When Did Modern Architecture Actually Begin Guide, Buildings Advice, Design Tips

When Did Modern Architecture Actually Begin?

17 Apr 2020
In school we were taught that Modern Architecture began around the early 1920s, with the rise of prominent architects such as Walter Gropius, Mies van der Rohe, and Le Corbusier. And in a way, the image of their building styles are probably what most people associate with Modern Architecture, sleek geometric boxes of mostly glass and steel. So, for many years we took this as fact. However, the more we thought about it, the more this seemed questionable. Ongoing developments in technological innovation, changing attitudes of society, and the shifting of architectural theories were gradual process that didn’t always coincide with each other. So when did Modern Architecture actually begin? The article prepared by Casinoslots Ireland.

Modernity is a complicated term to define of course whether in architecture, art, literature, or philosophy. However in architecture, many attribute the earliest beginnings of “modernization” to the industrial revolution, which first took place in Britain from the mid-1700s to mid 1800s The development of large scale iron production resulted in a large amount of iron making their way into building by the late 1700s, which resulted in more efficient structural elements, wider beam spans, better lateral stability as well as less fire-hazardous structures due to metal being non-combustible. But of course, while buildings during this time used technologically advanced materials for practical reasons, they still “looked” like traditional buildings, such as being cladded in traditional masonry and adhering to classical proportions and visual styles.

The building that is commonly accepted by many to be the first example of “modern architecture” is the “The Crystal Palace”, which was a 990,000 sqft building that hosted London’s legendary Great Exhibition of 1851. It was almost entirely made of slender cast iron frames that sustained large sheets of plate glass. By the 1830s, technologies of the industrial revolution made it possible for windows to be made significantly larger than ever before. However, what made the Crystal Palace revolutionary was not only that it was tall, light and open, but it also seemed to defy conventional structural expectations. Prior to this, all buildings were expected to have a solid and sturdy base, with architectural elements getting progressively lighter as it went up the building. This was not only true physically, but also aesthetically.

Classical architectural principals emphasized this hierarchy of visual elements. To design a building that “looked” top heavy not only seem to defy the laws of physics but also defied long-held aesthetic principals of western architecture. The Home Insurance Building in Chicago, completed in 1885, is often credited as the world’s first “Skyscraper.” Many construction projects in Chicago during this time opted to use metal framing as opposed to timber due to the fact that most of Chicago was destroyed during the Great Chicago fire of 1871. The Home Insurance Building became the first tall building to be entirely supported by a structural steel frame. Steel is even stronger and more light weight than iron, which not only meant buildings could be much taller, but window openings could also be much larger, which is especially important at the ground level where retail shopfronts are typically located.

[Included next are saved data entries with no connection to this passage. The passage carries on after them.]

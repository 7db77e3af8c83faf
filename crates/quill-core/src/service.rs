//! Post lifecycle manager - orchestrates create/read/update/delete against a
//! store adapter and dispatches best-effort lifecycle notices.

use std::sync::Arc;

use bson::oid::ObjectId;
use chrono::Utc;

use crate::domain::{Post, PostDraft, PostPatch};
use crate::error::DomainError;
use crate::ports::{LifecycleNotice, Notifier, PostStore};

/// The lifecycle manager. Both collaborators are injected at construction;
/// there is no ambient registry or global configuration behind it.
pub struct PostService {
    store: Arc<dyn PostStore>,
    notifier: Arc<dyn Notifier>,
}

impl PostService {
    pub fn new(store: Arc<dyn PostStore>, notifier: Arc<dyn Notifier>) -> Self {
        Self { store, notifier }
    }

    /// Validate and normalize a draft, persist it, and return the new id.
    ///
    /// Store failures propagate unchanged; the "created" notice is dispatched
    /// after the insert and never affects the result.
    pub async fn create(&self, draft: PostDraft) -> Result<ObjectId, DomainError> {
        draft.validate()?;
        let post = draft.normalize(Utc::now());
        let title = post.title.clone();

        let id = self.store.insert(post).await?;

        self.dispatch(LifecycleNotice::created(id.to_hex(), title));
        Ok(id)
    }

    /// Every stored post, in store order. No sort is imposed here; a
    /// deployment needing deterministic listing adds one explicitly.
    pub async fn find_all(&self) -> Result<Vec<Post>, DomainError> {
        Ok(self.store.find_all().await?)
    }

    /// Fetch a single post by its external id.
    pub async fn find_one(&self, id: &str) -> Result<Post, DomainError> {
        let oid = parse_external_id(id)?;
        self.store
            .find_by_id(oid)
            .await?
            .ok_or_else(|| DomainError::NotFound { id: id.to_owned() })
    }

    /// Merge a partial patch into an existing post and return how many
    /// documents changed.
    ///
    /// Not-found is decided on the matched count: a patch that matches a post
    /// but changes nothing is still a success with a modified count of zero.
    pub async fn update(&self, id: &str, patch: PostPatch) -> Result<u64, DomainError> {
        let oid = parse_external_id(id)?;
        let changes = serde_json::to_value(&patch).unwrap_or(serde_json::Value::Null);

        let outcome = self.store.update_by_id(oid, patch).await?;
        if outcome.matched == 0 {
            return Err(DomainError::NotFound { id: id.to_owned() });
        }

        self.dispatch(LifecycleNotice::updated(id.to_owned(), changes));
        Ok(outcome.modified)
    }

    /// Delete a post and return how many documents were removed.
    pub async fn remove(&self, id: &str) -> Result<u64, DomainError> {
        let oid = parse_external_id(id)?;

        let deleted = self.store.delete_by_id(oid).await?;
        if deleted == 0 {
            return Err(DomainError::NotFound { id: id.to_owned() });
        }

        self.dispatch(LifecycleNotice::deleted(id.to_owned()));
        Ok(deleted)
    }

    /// Fire-and-forget notice dispatch. The triggering operation returns
    /// without waiting on the sink; delivery failures are logged inside the
    /// spawned task and never retried.
    fn dispatch(&self, notice: LifecycleNotice) {
        let notifier = Arc::clone(&self.notifier);
        tokio::spawn(async move {
            if let Err(err) = notifier.notify(notice).await {
                tracing::warn!(error = %err, "lifecycle notice dropped");
            }
        });
    }
}

/// Convert an external identifier to the store's native form. Malformed
/// strings are rejected here, before any store interaction.
fn parse_external_id(id: &str) -> Result<ObjectId, DomainError> {
    ObjectId::parse_str(id).map_err(|_| DomainError::InvalidId(id.to_owned()))
}

#[cfg(test)]
mod tests {
    use std::sync::atomic::{AtomicUsize, Ordering};
    use std::sync::{Arc, Mutex};

    use async_trait::async_trait;

    use super::*;
    use crate::domain::{MediaRef, NewPost};
    use crate::error::StoreError;
    use crate::ports::{LifecycleEvent, NoticeLevel, NotifyError, UpdateOutcome};

    /// Store double with genuine collection semantics plus a call counter.
    #[derive(Default)]
    struct FakeStore {
        posts: Mutex<Vec<Post>>,
        calls: AtomicUsize,
    }

    impl FakeStore {
        fn call_count(&self) -> usize {
            self.calls.load(Ordering::SeqCst)
        }
    }

    #[async_trait]
    impl PostStore for FakeStore {
        async fn insert(&self, post: NewPost) -> Result<ObjectId, StoreError> {
            self.calls.fetch_add(1, Ordering::SeqCst);
            let id = ObjectId::new();
            self.posts.lock().unwrap().push(post.into_post(id));
            Ok(id)
        }

        async fn find_all(&self) -> Result<Vec<Post>, StoreError> {
            self.calls.fetch_add(1, Ordering::SeqCst);
            Ok(self.posts.lock().unwrap().clone())
        }

        async fn find_by_id(&self, id: ObjectId) -> Result<Option<Post>, StoreError> {
            self.calls.fetch_add(1, Ordering::SeqCst);
            Ok(self
                .posts
                .lock()
                .unwrap()
                .iter()
                .find(|post| post.id == id)
                .cloned())
        }

        async fn update_by_id(
            &self,
            id: ObjectId,
            patch: PostPatch,
        ) -> Result<UpdateOutcome, StoreError> {
            self.calls.fetch_add(1, Ordering::SeqCst);
            let mut posts = self.posts.lock().unwrap();
            match posts.iter_mut().find(|post| post.id == id) {
                Some(post) => Ok(UpdateOutcome {
                    matched: 1,
                    modified: u64::from(patch.apply(post)),
                }),
                None => Ok(UpdateOutcome {
                    matched: 0,
                    modified: 0,
                }),
            }
        }

        async fn delete_by_id(&self, id: ObjectId) -> Result<u64, StoreError> {
            self.calls.fetch_add(1, Ordering::SeqCst);
            let mut posts = self.posts.lock().unwrap();
            let before = posts.len();
            posts.retain(|post| post.id != id);
            Ok((before - posts.len()) as u64)
        }

        async fn ping(&self) -> Result<(), StoreError> {
            Ok(())
        }
    }

    #[derive(Default)]
    struct RecordingNotifier {
        notices: Mutex<Vec<LifecycleNotice>>,
    }

    #[async_trait]
    impl Notifier for RecordingNotifier {
        async fn notify(&self, notice: LifecycleNotice) -> Result<(), NotifyError> {
            self.notices.lock().unwrap().push(notice);
            Ok(())
        }
    }

    struct FailingNotifier;

    #[async_trait]
    impl Notifier for FailingNotifier {
        async fn notify(&self, _notice: LifecycleNotice) -> Result<(), NotifyError> {
            Err(NotifyError::Delivery("sink unreachable".to_owned()))
        }
    }

    fn draft(title: &str) -> PostDraft {
        PostDraft {
            title: title.to_owned(),
            author: "Al Ice".to_owned(),
            content: "Body text".to_owned(),
            ..Default::default()
        }
    }

    /// Let spawned dispatch tasks run to completion.
    async fn settle() {
        for _ in 0..16 {
            tokio::task::yield_now().await;
        }
    }

    #[tokio::test]
    async fn create_normalizes_before_persisting() {
        let store = Arc::new(FakeStore::default());
        let service = PostService::new(store.clone(), Arc::new(RecordingNotifier::default()));

        let id = service
            .create(PostDraft {
                title: "  Hello World  ".to_owned(),
                author: " Al Ice ".to_owned(),
                content: " Body text ".to_owned(),
                cover_image: Some(MediaRef {
                    url: "  ".to_owned(),
                }),
                ..Default::default()
            })
            .await
            .expect("create succeeds");

        let stored = service.find_one(&id.to_hex()).await.expect("post exists");
        assert_eq!(stored.title, "Hello World");
        assert_eq!(stored.author, "Al Ice");
        assert_eq!(stored.content, "Body text");
        assert_eq!(stored.excerpt, None);
        assert_eq!(stored.cover_image, None);
        assert_eq!(stored.cover_video, None);
    }

    #[tokio::test]
    async fn create_rejects_invalid_draft_before_store() {
        let store = Arc::new(FakeStore::default());
        let service = PostService::new(store.clone(), Arc::new(RecordingNotifier::default()));

        let result = service.create(draft("   ")).await;
        assert!(matches!(result, Err(DomainError::Validation(_))));
        assert_eq!(store.call_count(), 0);
    }

    #[tokio::test]
    async fn malformed_id_rejected_before_store() {
        let store = Arc::new(FakeStore::default());
        let service = PostService::new(store.clone(), Arc::new(RecordingNotifier::default()));

        for result in [
            service.find_one("not-a-hex-id").await.map(|_| ()),
            service
                .update("not-a-hex-id", PostPatch::default())
                .await
                .map(|_| ()),
            service.remove("not-a-hex-id").await.map(|_| ()),
        ] {
            assert!(matches!(result, Err(DomainError::InvalidId(_))));
        }
        assert_eq!(store.call_count(), 0);
    }

    #[tokio::test]
    async fn find_one_distinguishes_missing_from_malformed() {
        let service = PostService::new(
            Arc::new(FakeStore::default()),
            Arc::new(RecordingNotifier::default()),
        );

        let absent = ObjectId::new().to_hex();
        assert!(matches!(
            service.find_one(&absent).await,
            Err(DomainError::NotFound { .. })
        ));
    }

    #[tokio::test]
    async fn update_missing_post_is_not_found() {
        let service = PostService::new(
            Arc::new(FakeStore::default()),
            Arc::new(RecordingNotifier::default()),
        );

        let result = service
            .update(
                &ObjectId::new().to_hex(),
                PostPatch {
                    title: Some("x".to_owned()),
                    ..Default::default()
                },
            )
            .await;
        assert!(matches!(result, Err(DomainError::NotFound { .. })));
    }

    #[tokio::test]
    async fn matched_but_unmodified_update_is_success() {
        let service = PostService::new(
            Arc::new(FakeStore::default()),
            Arc::new(RecordingNotifier::default()),
        );

        let id = service.create(draft("Hello World")).await.unwrap();

        // An empty patch matches the post and changes nothing.
        let modified = service
            .update(&id.to_hex(), PostPatch::default())
            .await
            .expect("empty patch succeeds");
        assert_eq!(modified, 0);

        // So does a patch re-stating the current value.
        let modified = service
            .update(
                &id.to_hex(),
                PostPatch {
                    title: Some("Hello World".to_owned()),
                    ..Default::default()
                },
            )
            .await
            .expect("no-op patch succeeds");
        assert_eq!(modified, 0);
    }

    #[tokio::test]
    async fn update_never_touches_creation_date() {
        let service = PostService::new(
            Arc::new(FakeStore::default()),
            Arc::new(RecordingNotifier::default()),
        );

        let id = service.create(draft("Hello World")).await.unwrap();
        let created = service.find_one(&id.to_hex()).await.unwrap().date;

        service
            .update(
                &id.to_hex(),
                PostPatch {
                    title: Some("Edited".to_owned()),
                    content: Some("New body".to_owned()),
                    ..Default::default()
                },
            )
            .await
            .unwrap();

        let after = service.find_one(&id.to_hex()).await.unwrap();
        assert_eq!(after.date, created);
        assert_eq!(after.title, "Edited");
    }

    #[tokio::test]
    async fn remove_is_terminal() {
        let service = PostService::new(
            Arc::new(FakeStore::default()),
            Arc::new(RecordingNotifier::default()),
        );

        let id = service.create(draft("Hello World")).await.unwrap();

        assert_eq!(service.remove(&id.to_hex()).await.unwrap(), 1);
        assert!(matches!(
            service.remove(&id.to_hex()).await,
            Err(DomainError::NotFound { .. })
        ));
    }

    #[tokio::test]
    async fn notifier_failure_never_reaches_the_caller() {
        let service = PostService::new(Arc::new(FakeStore::default()), Arc::new(FailingNotifier));

        let id = service
            .create(draft("Hello World"))
            .await
            .expect("create unaffected by sink");
        let modified = service
            .update(
                &id.to_hex(),
                PostPatch {
                    title: Some("Edited".to_owned()),
                    ..Default::default()
                },
            )
            .await
            .expect("update unaffected by sink");
        assert_eq!(modified, 1);
        assert_eq!(service.remove(&id.to_hex()).await.unwrap(), 1);

        settle().await;
    }

    #[tokio::test]
    async fn notices_carry_event_tags_and_string_ids() {
        let notifier = Arc::new(RecordingNotifier::default());
        let service = PostService::new(Arc::new(FakeStore::default()), notifier.clone());

        let id = service.create(draft("Hello World")).await.unwrap();
        service
            .update(
                &id.to_hex(),
                PostPatch {
                    title: Some("Edited".to_owned()),
                    ..Default::default()
                },
            )
            .await
            .unwrap();
        service.remove(&id.to_hex()).await.unwrap();
        settle().await;

        let notices = notifier.notices.lock().unwrap();
        assert_eq!(notices.len(), 3);

        assert_eq!(notices[0].level, NoticeLevel::Success);
        assert_eq!(notices[0].metadata.event, LifecycleEvent::Created);
        assert_eq!(notices[0].metadata.id, id.to_hex());
        assert_eq!(notices[0].metadata.title.as_deref(), Some("Hello World"));

        assert_eq!(notices[1].level, NoticeLevel::Info);
        assert_eq!(notices[1].metadata.event, LifecycleEvent::Updated);
        assert_eq!(
            notices[1].metadata.changes,
            Some(serde_json::json!({ "title": "Edited" }))
        );

        assert_eq!(notices[2].level, NoticeLevel::Warn);
        assert_eq!(notices[2].metadata.event, LifecycleEvent::Deleted);
        assert_eq!(notices[2].metadata.id, id.to_hex());
    }
}
//! Domain-level error types.

use thiserror::Error;

/// Domain errors - business logic failures.
///
/// `InvalidId` and `NotFound` are deliberately distinct: callers react to a
/// malformed identifier by correcting their input, and to a missing record by
/// treating it as gone.
#[derive(Debug, Error)]
pub enum DomainError {
    #[error("Post not found: {id}")]
    NotFound { id: String },

    #[error("Malformed post id: {0}")]
    InvalidId(String),

    #[error("Validation failed: {0}")]
    Validation(String),

    #[error(transparent)]
    Store(#[from] StoreError),
}

/// Store-level errors, propagated unchanged through the lifecycle manager.
#[derive(Debug, Error)]
pub enum StoreError {
    #[error("Store connection failed: {0}")]
    Connection(String),

    #[error("Store query failed: {0}")]
    Query(String),
}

These early skyscrapers paved the way for modern office towers and retail buildings. So why are we generally taught that Modern Architecture didn’t begin until the early 20th century? Well it comes down to philosophy and theory. Even though new, revolutionary materials and technologies were used in construction throughout the 1800s and buildings were starting to divert away from classical aesthetics, most of those design decisions were made for practical and economic reasons. It took until the turn of the 20th century for the elements of modern architecture to be rationalized and standardized into a set of formal principals. In 1896, American architect Louis Sullivan published an essay titled “The Tall Office Building Artistically Considered” this is the essay where he coined the phrase “form follows function” which would go on to influence generations of architects and designers.

Of course, the theories proposed by Modernist would go on to be heavily criticized and in some cases entirely rejected by other architectural designers, as well as the masses. Many sub-movements and diverging architectural styles would later emerge as a response. But, those are topics for another time.